Today Naipaul is a cynical, eccentric and idiosyncratic old man. Yesteryear he was a cynical, eccentric and idiosyncratic young man.
It's clear that he was affected by his years at Oxford. But I have a fair sense that the man relishes being somewhat of a misogynist ... he may be a firm bastard, but ah go continue to read him. Ah eh read him in 5-6 years (around de time he pulled that stunt with de ppl's questions) but whenever I return to him I find some insights ... Jes like how when ah figure ah suss EVERY Marley line to emotive perfection, somedays a line from Bob will strike me differently ...
One bone I have to pick with VS is that he's studiously left a void with respect to attaining a Trinidad-centered definition of him. By not answering questions, by being dismissive, by defaulting on the opportunity to place himself in context to a place that wants to claim him, if only as prodigal son ... Yuh would figure that he would employ a path of redemption and conciliation as he heads into his 80s ... but apparently not. He will die an ornery and contrary bastard.

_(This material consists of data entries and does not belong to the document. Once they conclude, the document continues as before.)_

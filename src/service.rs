//! Thumbnail orchestration.
//!
//! [`ThumbnailService`] runs one request at a time through these stages,
//! none of them retried:
//!
//! ```text
//! resolve format/size → cache check ─hit─→ done
//!                           │miss
//!                           ▼
//!   decode source → resize + crop → [watermark] → encode → cache write → done
//! ```
//!
//! The result is kept as [`ThumbnailData`]: encoded bytes tagged with their
//! format and size. It is replaced whole by every successful request and left
//! untouched by failed ones.
//!
//! ## Progress events
//!
//! When built [`with_events`](ThumbnailService::with_events), the service
//! sends a [`ThumbnailEvent`] for every cache decision and write. The library
//! never prints; the CLI formats events through [`output`](crate::output).

use crate::cache::{self, CacheLocator};
use crate::config::{ConfigError, ThumbnailConfig, validate_cache_directory, validate_dimensions};
use crate::imaging::{
    CodecError, Dimensions, ImageCodec, OutputFormat, Quality, RustCodec, resize_and_crop,
};
use crate::watermark::{WatermarkCompositor, WatermarkError};
use std::fs;
use std::io::Write;
use std::path::{Path, PathBuf};
use std::sync::mpsc::Sender;
use thiserror::Error;

#[derive(Error, Debug)]
pub enum ThumbnailError {
    #[error("Source image not found: {0}")]
    SourceNotFound(PathBuf),
    #[error("Unsupported image type: {0}")]
    UnsupportedImageType(String),
    #[error("Invalid image data: {0}")]
    InvalidImageData(String),
    #[error(transparent)]
    InvalidConfig(#[from] ConfigError),
    #[error(transparent)]
    Watermark(#[from] WatermarkError),
    #[error("Unsupported output format: {0}. Valid options: gif, jpg, png")]
    UnsupportedOutputFormat(String),
    #[error("Encode failed: {0}")]
    Encode(CodecError),
    #[error("IO error: {0}")]
    Io(#[from] std::io::Error),
}

pub type Result<T> = std::result::Result<T, ThumbnailError>;

/// The current thumbnail: encoded bytes plus what they contain.
#[derive(Debug, Clone, PartialEq, Eq)]
pub struct ThumbnailData {
    pub bytes: Vec<u8>,
    pub format: OutputFormat,
    /// `None` when the bytes were supplied unvalidated.
    pub dimensions: Option<Dimensions>,
}

/// Per-call overrides. Unset or zero values fall back to the service config.
#[derive(Debug, Clone, Default, PartialEq, Eq)]
pub struct ThumbnailRequest {
    pub width: Option<u32>,
    pub height: Option<u32>,
    /// Format name; anything outside gif/jpg/png is ignored.
    pub format: Option<String>,
}

impl ThumbnailRequest {
    pub fn new() -> Self {
        Self::default()
    }

    pub fn size(mut self, width: u32, height: u32) -> Self {
        self.width = Some(width);
        self.height = Some(height);
        self
    }

    pub fn format(mut self, format: impl Into<String>) -> Self {
        self.format = Some(format.into());
        self
    }
}

/// A request after defaults have been applied.
#[derive(Debug, Clone, Copy, PartialEq, Eq)]
pub struct ResolvedRequest {
    pub dimensions: Dimensions,
    pub format: OutputFormat,
}

/// Progress reported while serving a request.
#[derive(Debug, Clone, PartialEq)]
pub enum ThumbnailEvent {
    CacheHit {
        source: PathBuf,
        cache_path: PathBuf,
    },
    CacheMiss {
        source: PathBuf,
        cache_path: PathBuf,
    },
    Generated {
        source: PathBuf,
        dimensions: Dimensions,
        format: OutputFormat,
        bytes: usize,
        /// False when the source already had the requested size.
        resized: bool,
    },
    CacheWritten {
        path: PathBuf,
    },
    CacheWriteFailed {
        path: PathBuf,
        error: String,
    },
    WatermarkApplied {
        tiles: usize,
    },
}

/// Generates, caches and holds one thumbnail at a time.
pub struct ThumbnailService<C: ImageCodec = RustCodec> {
    codec: C,
    config: ThumbnailConfig,
    watermark: Option<WatermarkCompositor>,
    thumbnail: Option<ThumbnailData>,
    events: Option<Sender<ThumbnailEvent>>,
}

impl ThumbnailService<RustCodec> {
    /// Service backed by the `image` crate codec.
    pub fn with_config(config: ThumbnailConfig) -> Result<Self> {
        Self::new(RustCodec, config)
    }
}

impl<C: ImageCodec> ThumbnailService<C> {
    /// Validate `config` and build a service around `codec`.
    ///
    /// When caching is enabled with a directory, the directory must exist and
    /// be writable.
    pub fn new(codec: C, config: ThumbnailConfig) -> Result<Self> {
        config.validate()?;
        if config.cache.enabled
            && let Some(dir) = &config.cache.directory
        {
            validate_cache_directory(dir)?;
        }
        Ok(Self {
            codec,
            config,
            watermark: None,
            thumbnail: None,
            events: None,
        })
    }

    /// Report progress on `sender`.
    pub fn with_events(mut self, sender: Sender<ThumbnailEvent>) -> Self {
        self.events = Some(sender);
        self
    }

    /// Composite `watermark` onto every generated thumbnail before it is
    /// encoded and cached.
    pub fn with_watermark(mut self, watermark: WatermarkCompositor) -> Self {
        self.watermark = Some(watermark);
        self
    }

    pub fn config(&self) -> &ThumbnailConfig {
        &self.config
    }

    pub fn codec(&self) -> &C {
        &self.codec
    }

    /// The most recent thumbnail, if any request has succeeded.
    pub fn thumbnail(&self) -> Option<&ThumbnailData> {
        self.thumbnail.as_ref()
    }

    fn emit(&self, event: ThumbnailEvent) {
        if let Some(tx) = &self.events {
            // A dropped receiver only means nobody is listening
            tx.send(event).ok();
        }
    }

    // =========================================================================
    // Setters
    // =========================================================================

    pub fn set_format(&mut self, name: &str) -> Result<()> {
        self.config.format = OutputFormat::parse(name)
            .ok_or_else(|| ThumbnailError::UnsupportedOutputFormat(name.to_string()))?;
        Ok(())
    }

    pub fn set_dimensions(&mut self, width: u32, height: u32) -> Result<()> {
        validate_dimensions("thumbnail", width, height)?;
        self.config.width = width;
        self.config.height = height;
        Ok(())
    }

    pub fn set_quality(&mut self, quality: u32) -> Result<()> {
        self.config.quality = Quality::new(quality).ok_or_else(|| {
            ConfigError::Validation(format!("thumbnail.quality must be 0-100, got {quality}"))
        })?;
        Ok(())
    }

    pub fn set_caching(&mut self, enabled: bool) {
        self.config.cache.enabled = enabled;
    }

    /// Use `dir` for cached thumbnails. It must already exist and be writable.
    pub fn set_cache_location(&mut self, dir: impl Into<PathBuf>) -> Result<()> {
        let dir = dir.into();
        validate_cache_directory(&dir)?;
        self.config.cache.directory = Some(dir);
        Ok(())
    }

    pub fn set_cache_duration(&mut self, seconds: u64) {
        self.config.cache.duration = seconds;
    }

    pub fn set_watermark(&mut self, watermark: Option<WatermarkCompositor>) {
        self.watermark = watermark;
    }

    // =========================================================================
    // Queries
    // =========================================================================

    /// Apply config defaults to `request`.
    pub fn resolve(&self, request: &ThumbnailRequest) -> ResolvedRequest {
        let positive_or = |value: Option<u32>, default: u32| {
            value.filter(|&v| v > 0).unwrap_or(default)
        };
        ResolvedRequest {
            dimensions: Dimensions::new(
                positive_or(request.width, self.config.width),
                positive_or(request.height, self.config.height),
            ),
            format: request
                .format
                .as_deref()
                .and_then(OutputFormat::parse)
                .unwrap_or(self.config.format),
        }
    }

    fn cache_locator(&self) -> Option<CacheLocator> {
        let cache = &self.config.cache;
        cache
            .directory
            .as_ref()
            .filter(|_| cache.enabled)
            .map(CacheLocator::new)
    }

    /// Where the thumbnail for this request is cached, when caching is active.
    pub fn cache_path(&self, source: &Path, request: &ThumbnailRequest) -> Option<PathBuf> {
        let resolved = self.resolve(request);
        self.cache_locator()
            .map(|locator| locator.path(source, resolved.dimensions, resolved.format))
    }

    /// Whether a fresh cached thumbnail exists for this request.
    pub fn is_cached(&self, source: &Path, request: &ThumbnailRequest) -> bool {
        self.cache_path(source, request).is_some_and(|path| {
            cache::is_cached(source, &path, self.config.cache.duration)
        })
    }

    // =========================================================================
    // Generation
    // =========================================================================

    /// Produce the thumbnail for `source`, from cache when fresh.
    pub fn get_thumbnail(
        &mut self,
        source: &Path,
        request: &ThumbnailRequest,
    ) -> Result<&ThumbnailData> {
        let resolved = self.resolve(request);
        let cache_path = self.cache_path(source, request);

        if let Some(path) = &cache_path {
            if let Some(data) = self.load_cached(source, path, resolved) {
                self.emit(ThumbnailEvent::CacheHit {
                    source: source.to_path_buf(),
                    cache_path: path.clone(),
                });
                return Ok(&*self.thumbnail.insert(data));
            }
            self.emit(ThumbnailEvent::CacheMiss {
                source: source.to_path_buf(),
                cache_path: path.clone(),
            });
        }

        let data = self.generate(source, resolved)?;

        if let Some(path) = cache_path {
            // The thumbnail is still served when the cache cannot be written
            match fs::write(&path, &data.bytes) {
                Ok(()) => self.emit(ThumbnailEvent::CacheWritten { path }),
                Err(e) => self.emit(ThumbnailEvent::CacheWriteFailed {
                    path,
                    error: e.to_string(),
                }),
            }
        }

        Ok(&*self.thumbnail.insert(data))
    }

    /// Read a fresh cache file. A file that no longer decodes counts as a miss.
    fn load_cached(
        &self,
        source: &Path,
        path: &Path,
        resolved: ResolvedRequest,
    ) -> Option<ThumbnailData> {
        if !cache::is_cached(source, path, self.config.cache.duration) {
            return None;
        }
        let bytes = fs::read(path).ok()?;
        let decoded = self.codec.decode(&bytes).ok()?;
        let (width, height) = decoded.dimensions();
        Some(ThumbnailData {
            bytes,
            format: resolved.format,
            dimensions: Some(Dimensions::new(width, height)),
        })
    }

    fn generate(&self, source: &Path, resolved: ResolvedRequest) -> Result<ThumbnailData> {
        if !source.is_file() {
            return Err(ThumbnailError::SourceNotFound(source.to_path_buf()));
        }
        let bytes = fs::read(source)?;
        let decoded = self.codec.decode(&bytes).map_err(|e| {
            ThumbnailError::UnsupportedImageType(format!("{}: {e}", source.display()))
        })?;
        drop(bytes);

        let (mut buffer, plan) = resize_and_crop(decoded.buffer, resolved.dimensions);
        if let Some(watermark) = &self.watermark {
            buffer = watermark.apply(buffer);
            self.emit(ThumbnailEvent::WatermarkApplied {
                tiles: watermark.origins(buffer.dimensions()).len(),
            });
        }

        let encoded = self
            .codec
            .encode(&buffer, resolved.format, self.config.quality)
            .map_err(ThumbnailError::Encode)?;

        self.emit(ThumbnailEvent::Generated {
            source: source.to_path_buf(),
            dimensions: resolved.dimensions,
            format: resolved.format,
            bytes: encoded.len(),
            resized: plan.is_some(),
        });

        Ok(ThumbnailData {
            bytes: encoded,
            format: resolved.format,
            dimensions: Some(resolved.dimensions),
        })
    }

    // =========================================================================
    // Externally supplied data
    // =========================================================================

    /// Replace the current thumbnail with `bytes`.
    ///
    /// With `validate`, the bytes must decode as gif, jpeg or png and the
    /// thumbnail is tagged with the detected format and size. Without it, the
    /// bytes are taken as the configured format.
    pub fn update_thumbnail_data(&mut self, bytes: Vec<u8>, validate: bool) -> Result<()> {
        let data = if validate {
            let decoded = self
                .codec
                .decode(&bytes)
                .map_err(|e| ThumbnailError::InvalidImageData(e.to_string()))?;
            let (width, height) = decoded.dimensions();
            ThumbnailData {
                bytes,
                format: decoded.format.output_format(),
                dimensions: Some(Dimensions::new(width, height)),
            }
        } else {
            ThumbnailData {
                bytes,
                format: self.config.format,
                dimensions: None,
            }
        };
        self.thumbnail = Some(data);
        Ok(())
    }

    /// Composite `watermark` onto the current thumbnail and re-encode it in
    /// the same format at the configured quality.
    pub fn apply_watermark(&mut self, watermark: &WatermarkCompositor) -> Result<&ThumbnailData> {
        let current = self.current()?;
        let decoded = self
            .codec
            .decode(&current.bytes)
            .map_err(|e| ThumbnailError::InvalidImageData(e.to_string()))?;
        let format = current.format;

        let buffer = watermark.apply(decoded.buffer);
        let (width, height) = buffer.dimensions();
        let tiles = watermark.origins((width, height)).len();
        let bytes = self
            .codec
            .encode(&buffer, format, self.config.quality)
            .map_err(ThumbnailError::Encode)?;

        self.emit(ThumbnailEvent::WatermarkApplied { tiles });
        Ok(&*self.thumbnail.insert(ThumbnailData {
            bytes,
            format,
            dimensions: Some(Dimensions::new(width, height)),
        }))
    }

    /// Write the current thumbnail to `writer` and return its content type.
    pub fn output_thumbnail(&self, writer: &mut impl Write) -> Result<&'static str> {
        let current = self.current()?;
        writer.write_all(&current.bytes)?;
        Ok(current.format.content_type())
    }

    fn current(&self) -> Result<&ThumbnailData> {
        self.thumbnail
            .as_ref()
            .ok_or_else(|| ThumbnailError::InvalidImageData("no thumbnail generated yet".into()))
    }
}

So rotato, guess what? The consequence of this is the firm leverage of vitriol (and even hate) from yet another generation of Trinbagonians.
Naipaul is a missed opportunity. A missed opportunity to broker within our society. A missed opportunity to explain to curious 16, 17 and 18 year olds the difficulties of extricating yuhself from de society one is born into ... to alien worlds in pursuit of ambitions ... as many times as Naipaul bounce he head, he's more than equipped to share.
In the end VS fulfills one of the stereotypes associated with the roots we know him to have had. The greatest taint left by Naipaul is his being the comprehensive definition of an emigre with purposeful amnesia.